-------- GIVEN DATA --------

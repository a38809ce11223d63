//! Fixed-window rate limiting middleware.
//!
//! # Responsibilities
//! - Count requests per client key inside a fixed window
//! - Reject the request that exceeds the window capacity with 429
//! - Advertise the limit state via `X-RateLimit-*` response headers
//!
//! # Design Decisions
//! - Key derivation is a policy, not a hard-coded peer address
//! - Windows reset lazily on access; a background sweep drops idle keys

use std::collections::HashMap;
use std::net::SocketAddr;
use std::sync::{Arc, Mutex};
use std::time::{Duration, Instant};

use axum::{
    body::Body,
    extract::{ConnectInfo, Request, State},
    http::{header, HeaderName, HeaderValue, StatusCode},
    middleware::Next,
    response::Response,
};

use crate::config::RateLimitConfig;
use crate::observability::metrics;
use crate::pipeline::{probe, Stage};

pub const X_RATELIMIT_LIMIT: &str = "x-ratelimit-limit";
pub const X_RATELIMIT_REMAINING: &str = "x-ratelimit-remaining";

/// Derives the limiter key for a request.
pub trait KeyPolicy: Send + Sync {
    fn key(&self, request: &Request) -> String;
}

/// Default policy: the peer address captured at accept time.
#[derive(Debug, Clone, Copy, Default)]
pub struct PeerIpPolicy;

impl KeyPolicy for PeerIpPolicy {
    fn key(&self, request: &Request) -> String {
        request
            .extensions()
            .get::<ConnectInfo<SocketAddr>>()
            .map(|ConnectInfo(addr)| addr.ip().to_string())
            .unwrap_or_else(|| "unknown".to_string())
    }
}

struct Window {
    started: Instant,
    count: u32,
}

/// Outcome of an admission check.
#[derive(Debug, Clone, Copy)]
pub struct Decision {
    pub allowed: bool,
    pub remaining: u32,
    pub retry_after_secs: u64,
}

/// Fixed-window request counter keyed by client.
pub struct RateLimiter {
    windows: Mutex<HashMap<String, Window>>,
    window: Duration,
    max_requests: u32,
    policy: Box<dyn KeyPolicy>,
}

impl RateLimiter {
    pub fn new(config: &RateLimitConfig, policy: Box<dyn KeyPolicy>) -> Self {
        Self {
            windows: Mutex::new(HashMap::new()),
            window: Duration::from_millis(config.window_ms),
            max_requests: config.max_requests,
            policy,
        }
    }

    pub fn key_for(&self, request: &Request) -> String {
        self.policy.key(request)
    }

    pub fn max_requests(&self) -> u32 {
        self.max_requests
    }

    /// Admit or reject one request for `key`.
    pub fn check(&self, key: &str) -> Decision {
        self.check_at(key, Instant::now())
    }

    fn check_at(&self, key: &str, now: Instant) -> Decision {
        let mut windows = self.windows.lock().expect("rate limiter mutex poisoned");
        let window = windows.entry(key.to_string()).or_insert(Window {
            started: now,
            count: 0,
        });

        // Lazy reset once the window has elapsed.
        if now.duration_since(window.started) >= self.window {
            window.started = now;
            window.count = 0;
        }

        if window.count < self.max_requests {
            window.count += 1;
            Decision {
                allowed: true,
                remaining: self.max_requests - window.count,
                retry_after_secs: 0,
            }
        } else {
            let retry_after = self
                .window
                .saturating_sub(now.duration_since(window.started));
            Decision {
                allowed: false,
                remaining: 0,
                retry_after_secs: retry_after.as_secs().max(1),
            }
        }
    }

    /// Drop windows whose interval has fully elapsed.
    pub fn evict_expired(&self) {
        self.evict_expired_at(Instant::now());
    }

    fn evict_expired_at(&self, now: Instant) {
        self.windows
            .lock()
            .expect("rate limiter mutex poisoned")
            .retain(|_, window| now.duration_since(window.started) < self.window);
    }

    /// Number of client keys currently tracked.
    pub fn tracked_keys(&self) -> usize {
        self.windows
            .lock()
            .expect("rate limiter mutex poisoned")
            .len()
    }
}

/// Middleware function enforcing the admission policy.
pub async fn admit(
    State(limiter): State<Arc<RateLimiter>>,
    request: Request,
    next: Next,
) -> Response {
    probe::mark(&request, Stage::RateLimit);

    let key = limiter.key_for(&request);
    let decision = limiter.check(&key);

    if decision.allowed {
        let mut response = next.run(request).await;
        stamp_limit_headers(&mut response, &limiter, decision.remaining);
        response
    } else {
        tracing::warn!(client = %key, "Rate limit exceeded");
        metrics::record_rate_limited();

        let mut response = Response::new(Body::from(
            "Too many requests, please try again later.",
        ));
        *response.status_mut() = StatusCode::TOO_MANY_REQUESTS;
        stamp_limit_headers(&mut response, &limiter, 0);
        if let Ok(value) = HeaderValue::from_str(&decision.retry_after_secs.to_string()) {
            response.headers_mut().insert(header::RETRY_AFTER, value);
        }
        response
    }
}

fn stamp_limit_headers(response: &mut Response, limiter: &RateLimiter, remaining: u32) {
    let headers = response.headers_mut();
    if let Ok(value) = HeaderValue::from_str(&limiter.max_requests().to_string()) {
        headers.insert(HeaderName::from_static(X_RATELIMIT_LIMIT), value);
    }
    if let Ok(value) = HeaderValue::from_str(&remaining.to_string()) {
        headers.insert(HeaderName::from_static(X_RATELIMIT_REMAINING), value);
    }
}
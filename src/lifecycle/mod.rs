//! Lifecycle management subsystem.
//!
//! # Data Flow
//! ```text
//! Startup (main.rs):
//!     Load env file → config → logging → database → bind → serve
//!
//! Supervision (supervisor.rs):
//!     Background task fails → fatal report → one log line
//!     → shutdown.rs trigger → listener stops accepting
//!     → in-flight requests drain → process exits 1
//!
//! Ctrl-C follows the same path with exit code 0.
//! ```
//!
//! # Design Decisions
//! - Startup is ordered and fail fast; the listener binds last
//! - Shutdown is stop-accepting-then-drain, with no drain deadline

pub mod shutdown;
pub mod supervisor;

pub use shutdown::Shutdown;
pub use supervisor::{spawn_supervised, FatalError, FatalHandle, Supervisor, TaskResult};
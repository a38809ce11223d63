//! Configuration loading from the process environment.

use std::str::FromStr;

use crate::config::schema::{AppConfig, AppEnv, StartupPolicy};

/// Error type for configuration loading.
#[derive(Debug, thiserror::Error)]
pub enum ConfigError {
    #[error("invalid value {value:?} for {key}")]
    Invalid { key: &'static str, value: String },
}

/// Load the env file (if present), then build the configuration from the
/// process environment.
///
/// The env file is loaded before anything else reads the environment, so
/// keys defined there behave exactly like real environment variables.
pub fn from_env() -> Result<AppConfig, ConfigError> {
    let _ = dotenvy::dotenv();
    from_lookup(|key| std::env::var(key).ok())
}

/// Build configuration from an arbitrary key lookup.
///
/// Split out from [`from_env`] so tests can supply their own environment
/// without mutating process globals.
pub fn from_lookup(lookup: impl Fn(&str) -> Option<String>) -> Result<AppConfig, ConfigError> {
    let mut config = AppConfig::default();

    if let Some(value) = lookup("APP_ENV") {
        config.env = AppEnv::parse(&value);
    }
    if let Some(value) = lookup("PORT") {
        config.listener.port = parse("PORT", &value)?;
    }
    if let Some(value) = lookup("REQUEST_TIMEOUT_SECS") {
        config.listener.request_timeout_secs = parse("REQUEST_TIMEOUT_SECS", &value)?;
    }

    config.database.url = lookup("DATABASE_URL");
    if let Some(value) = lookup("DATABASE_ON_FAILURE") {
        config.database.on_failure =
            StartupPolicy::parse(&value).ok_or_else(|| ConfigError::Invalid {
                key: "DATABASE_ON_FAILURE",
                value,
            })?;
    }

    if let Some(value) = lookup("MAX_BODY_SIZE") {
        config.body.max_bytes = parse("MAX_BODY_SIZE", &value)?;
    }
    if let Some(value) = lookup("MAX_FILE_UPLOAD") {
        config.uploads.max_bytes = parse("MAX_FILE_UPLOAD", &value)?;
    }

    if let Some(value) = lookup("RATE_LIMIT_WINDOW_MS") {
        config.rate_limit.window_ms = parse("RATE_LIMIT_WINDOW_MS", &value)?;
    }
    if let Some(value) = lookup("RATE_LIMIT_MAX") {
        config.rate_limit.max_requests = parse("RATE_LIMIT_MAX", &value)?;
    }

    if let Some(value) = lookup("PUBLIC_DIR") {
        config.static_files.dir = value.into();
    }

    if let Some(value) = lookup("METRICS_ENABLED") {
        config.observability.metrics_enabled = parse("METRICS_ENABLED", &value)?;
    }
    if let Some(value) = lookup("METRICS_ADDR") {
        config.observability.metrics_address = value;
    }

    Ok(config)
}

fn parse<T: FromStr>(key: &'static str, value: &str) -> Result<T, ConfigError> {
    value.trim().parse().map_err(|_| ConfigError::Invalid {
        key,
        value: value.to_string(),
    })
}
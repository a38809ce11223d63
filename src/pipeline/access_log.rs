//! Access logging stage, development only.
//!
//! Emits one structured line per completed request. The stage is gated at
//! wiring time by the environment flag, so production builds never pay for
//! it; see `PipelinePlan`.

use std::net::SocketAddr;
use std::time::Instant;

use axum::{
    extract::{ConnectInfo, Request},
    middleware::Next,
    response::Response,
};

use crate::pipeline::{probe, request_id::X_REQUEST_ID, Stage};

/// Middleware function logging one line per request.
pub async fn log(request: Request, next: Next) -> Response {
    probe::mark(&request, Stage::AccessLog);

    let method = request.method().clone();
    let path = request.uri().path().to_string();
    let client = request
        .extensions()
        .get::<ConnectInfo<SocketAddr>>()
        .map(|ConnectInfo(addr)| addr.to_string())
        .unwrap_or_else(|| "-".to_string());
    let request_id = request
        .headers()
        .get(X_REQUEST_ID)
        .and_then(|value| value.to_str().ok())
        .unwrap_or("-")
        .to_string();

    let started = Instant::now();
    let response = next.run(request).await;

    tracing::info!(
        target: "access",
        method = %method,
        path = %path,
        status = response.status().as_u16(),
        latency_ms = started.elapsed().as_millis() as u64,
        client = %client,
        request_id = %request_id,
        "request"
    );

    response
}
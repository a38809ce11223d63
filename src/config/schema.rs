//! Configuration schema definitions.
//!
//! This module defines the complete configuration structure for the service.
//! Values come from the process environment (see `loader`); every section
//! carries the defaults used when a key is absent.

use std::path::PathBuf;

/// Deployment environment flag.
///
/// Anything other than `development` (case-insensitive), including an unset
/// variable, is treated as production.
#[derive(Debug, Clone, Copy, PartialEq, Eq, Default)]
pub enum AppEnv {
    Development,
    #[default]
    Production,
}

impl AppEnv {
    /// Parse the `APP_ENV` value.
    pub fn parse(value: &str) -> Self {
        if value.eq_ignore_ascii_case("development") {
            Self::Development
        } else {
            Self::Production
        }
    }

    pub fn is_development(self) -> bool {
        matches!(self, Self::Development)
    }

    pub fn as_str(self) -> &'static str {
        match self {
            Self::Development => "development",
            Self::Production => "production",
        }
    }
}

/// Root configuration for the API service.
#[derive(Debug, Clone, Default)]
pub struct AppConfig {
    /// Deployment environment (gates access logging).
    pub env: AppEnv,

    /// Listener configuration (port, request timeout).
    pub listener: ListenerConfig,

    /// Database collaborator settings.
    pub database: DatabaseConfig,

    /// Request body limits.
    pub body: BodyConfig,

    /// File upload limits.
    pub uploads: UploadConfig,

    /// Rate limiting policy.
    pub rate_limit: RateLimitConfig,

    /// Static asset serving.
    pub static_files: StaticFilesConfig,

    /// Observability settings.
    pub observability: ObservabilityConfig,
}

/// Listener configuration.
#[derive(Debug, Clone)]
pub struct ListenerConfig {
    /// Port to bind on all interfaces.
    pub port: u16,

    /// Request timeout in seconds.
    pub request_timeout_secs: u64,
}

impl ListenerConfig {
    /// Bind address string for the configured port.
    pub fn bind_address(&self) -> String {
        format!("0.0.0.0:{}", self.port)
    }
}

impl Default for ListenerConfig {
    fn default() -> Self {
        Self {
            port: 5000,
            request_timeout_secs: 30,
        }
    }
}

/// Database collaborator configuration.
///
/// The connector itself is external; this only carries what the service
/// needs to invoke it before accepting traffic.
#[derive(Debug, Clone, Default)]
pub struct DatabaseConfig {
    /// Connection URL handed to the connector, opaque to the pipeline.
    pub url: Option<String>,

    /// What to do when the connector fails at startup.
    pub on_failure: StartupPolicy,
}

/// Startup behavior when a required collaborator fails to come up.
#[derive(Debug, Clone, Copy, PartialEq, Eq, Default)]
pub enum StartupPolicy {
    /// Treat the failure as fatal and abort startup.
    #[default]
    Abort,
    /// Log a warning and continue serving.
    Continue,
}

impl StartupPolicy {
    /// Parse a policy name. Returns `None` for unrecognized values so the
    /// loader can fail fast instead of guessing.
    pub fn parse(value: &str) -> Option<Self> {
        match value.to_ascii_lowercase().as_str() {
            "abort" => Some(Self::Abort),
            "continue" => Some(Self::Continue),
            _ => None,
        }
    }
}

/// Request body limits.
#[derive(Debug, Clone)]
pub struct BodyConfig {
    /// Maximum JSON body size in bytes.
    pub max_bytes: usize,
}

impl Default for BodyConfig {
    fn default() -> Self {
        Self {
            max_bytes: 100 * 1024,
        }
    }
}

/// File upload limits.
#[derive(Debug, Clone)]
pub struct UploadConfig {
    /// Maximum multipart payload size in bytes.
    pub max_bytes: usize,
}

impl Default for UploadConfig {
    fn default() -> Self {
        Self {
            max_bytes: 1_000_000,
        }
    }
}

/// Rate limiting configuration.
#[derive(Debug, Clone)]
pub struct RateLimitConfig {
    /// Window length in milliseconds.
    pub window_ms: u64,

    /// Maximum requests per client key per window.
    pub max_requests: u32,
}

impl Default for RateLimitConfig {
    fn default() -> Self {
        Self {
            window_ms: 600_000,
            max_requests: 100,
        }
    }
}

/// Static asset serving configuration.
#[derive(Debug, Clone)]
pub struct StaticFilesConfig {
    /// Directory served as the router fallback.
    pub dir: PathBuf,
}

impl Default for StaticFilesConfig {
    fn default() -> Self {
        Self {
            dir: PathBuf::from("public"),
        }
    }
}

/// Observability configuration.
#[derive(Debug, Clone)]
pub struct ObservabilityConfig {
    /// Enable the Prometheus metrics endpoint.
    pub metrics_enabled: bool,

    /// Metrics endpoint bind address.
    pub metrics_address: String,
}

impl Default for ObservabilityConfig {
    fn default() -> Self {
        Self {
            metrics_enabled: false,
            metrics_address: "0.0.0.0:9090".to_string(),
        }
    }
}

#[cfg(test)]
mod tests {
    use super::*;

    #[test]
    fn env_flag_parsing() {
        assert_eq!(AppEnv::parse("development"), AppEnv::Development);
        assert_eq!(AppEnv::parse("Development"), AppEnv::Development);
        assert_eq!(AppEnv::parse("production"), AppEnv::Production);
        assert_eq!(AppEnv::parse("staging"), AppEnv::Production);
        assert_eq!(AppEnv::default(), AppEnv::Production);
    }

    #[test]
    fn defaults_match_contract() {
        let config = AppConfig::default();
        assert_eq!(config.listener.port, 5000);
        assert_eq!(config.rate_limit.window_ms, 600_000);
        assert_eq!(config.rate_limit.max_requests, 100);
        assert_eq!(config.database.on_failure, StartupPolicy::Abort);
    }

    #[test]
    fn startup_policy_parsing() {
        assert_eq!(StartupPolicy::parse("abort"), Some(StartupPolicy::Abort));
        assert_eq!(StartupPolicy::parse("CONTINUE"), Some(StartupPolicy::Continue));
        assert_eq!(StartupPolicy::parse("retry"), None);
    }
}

--------

**WHAT IS REQUIRED**
Report every line containing the string "ObservabilityConfig" in the material.

**THE ANSWER**
    pub observability: ObservabilityConfig,
pub struct ObservabilityConfig {
impl Default for ObservabilityConfig {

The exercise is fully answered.